◆ Exercise instructions
Match on the string "procfs" in the entries below and return every matching line.

Start of Dataset extract

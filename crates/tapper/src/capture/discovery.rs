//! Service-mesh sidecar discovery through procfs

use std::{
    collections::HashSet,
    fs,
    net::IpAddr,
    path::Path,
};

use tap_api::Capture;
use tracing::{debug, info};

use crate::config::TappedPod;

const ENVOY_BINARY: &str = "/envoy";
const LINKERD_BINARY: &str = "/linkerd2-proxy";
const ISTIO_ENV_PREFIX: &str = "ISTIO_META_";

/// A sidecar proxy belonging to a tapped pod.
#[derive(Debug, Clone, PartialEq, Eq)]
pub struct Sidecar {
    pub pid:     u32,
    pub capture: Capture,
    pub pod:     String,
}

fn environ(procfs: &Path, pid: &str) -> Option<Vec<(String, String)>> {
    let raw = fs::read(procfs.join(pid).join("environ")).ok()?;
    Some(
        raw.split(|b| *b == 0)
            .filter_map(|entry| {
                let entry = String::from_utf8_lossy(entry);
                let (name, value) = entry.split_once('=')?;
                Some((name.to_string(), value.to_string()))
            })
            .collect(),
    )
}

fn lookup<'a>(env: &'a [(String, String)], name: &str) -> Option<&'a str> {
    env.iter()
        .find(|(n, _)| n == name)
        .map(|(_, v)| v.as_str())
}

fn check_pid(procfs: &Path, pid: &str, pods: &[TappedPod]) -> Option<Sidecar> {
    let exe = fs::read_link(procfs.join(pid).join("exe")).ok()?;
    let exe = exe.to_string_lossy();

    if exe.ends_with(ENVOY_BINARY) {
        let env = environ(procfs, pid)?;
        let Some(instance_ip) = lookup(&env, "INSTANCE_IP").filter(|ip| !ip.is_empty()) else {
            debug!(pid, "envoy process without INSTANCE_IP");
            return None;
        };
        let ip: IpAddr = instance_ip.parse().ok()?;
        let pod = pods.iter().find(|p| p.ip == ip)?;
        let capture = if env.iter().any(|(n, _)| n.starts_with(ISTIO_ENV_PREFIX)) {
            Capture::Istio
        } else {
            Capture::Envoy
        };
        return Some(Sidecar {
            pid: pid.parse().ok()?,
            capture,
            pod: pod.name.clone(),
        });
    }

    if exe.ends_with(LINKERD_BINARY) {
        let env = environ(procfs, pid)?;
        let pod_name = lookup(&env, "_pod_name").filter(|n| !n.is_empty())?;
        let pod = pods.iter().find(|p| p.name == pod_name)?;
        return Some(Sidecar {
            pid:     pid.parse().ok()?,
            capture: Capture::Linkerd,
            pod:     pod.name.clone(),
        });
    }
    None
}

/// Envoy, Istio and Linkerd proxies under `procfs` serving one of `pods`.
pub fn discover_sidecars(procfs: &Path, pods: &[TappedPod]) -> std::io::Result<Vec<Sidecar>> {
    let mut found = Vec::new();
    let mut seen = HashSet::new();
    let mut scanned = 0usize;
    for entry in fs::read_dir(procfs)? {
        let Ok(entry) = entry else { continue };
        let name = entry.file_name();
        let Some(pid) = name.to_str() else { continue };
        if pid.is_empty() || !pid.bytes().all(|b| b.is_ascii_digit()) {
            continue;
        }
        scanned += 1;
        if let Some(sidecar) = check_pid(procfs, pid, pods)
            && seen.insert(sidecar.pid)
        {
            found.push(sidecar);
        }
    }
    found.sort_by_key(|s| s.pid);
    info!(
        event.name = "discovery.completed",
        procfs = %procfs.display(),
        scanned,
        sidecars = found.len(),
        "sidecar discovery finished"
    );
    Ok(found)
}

End of Dataset extract

◆ Worked solution
//! Service-mesh sidecar discovery through procfs
fn environ(procfs: &Path, pid: &str) -> Option<Vec<(String, String)>> {
    let raw = fs::read(procfs.join(pid).join("environ")).ok()?;
fn check_pid(procfs: &Path, pid: &str, pods: &[TappedPod]) -> Option<Sidecar> {
    let exe = fs::read_link(procfs.join(pid).join("exe")).ok()?;
        let env = environ(procfs, pid)?;
        let env = environ(procfs, pid)?;
/// Envoy, Istio and Linkerd proxies under `procfs` serving one of `pods`.
pub fn discover_sidecars(procfs: &Path, pods: &[TappedPod]) -> std::io::Result<Vec<Sidecar>> {
    for entry in fs::read_dir(procfs)? {
        if let Some(sidecar) = check_pid(procfs, pid, pods)
        procfs = %procfs.display(),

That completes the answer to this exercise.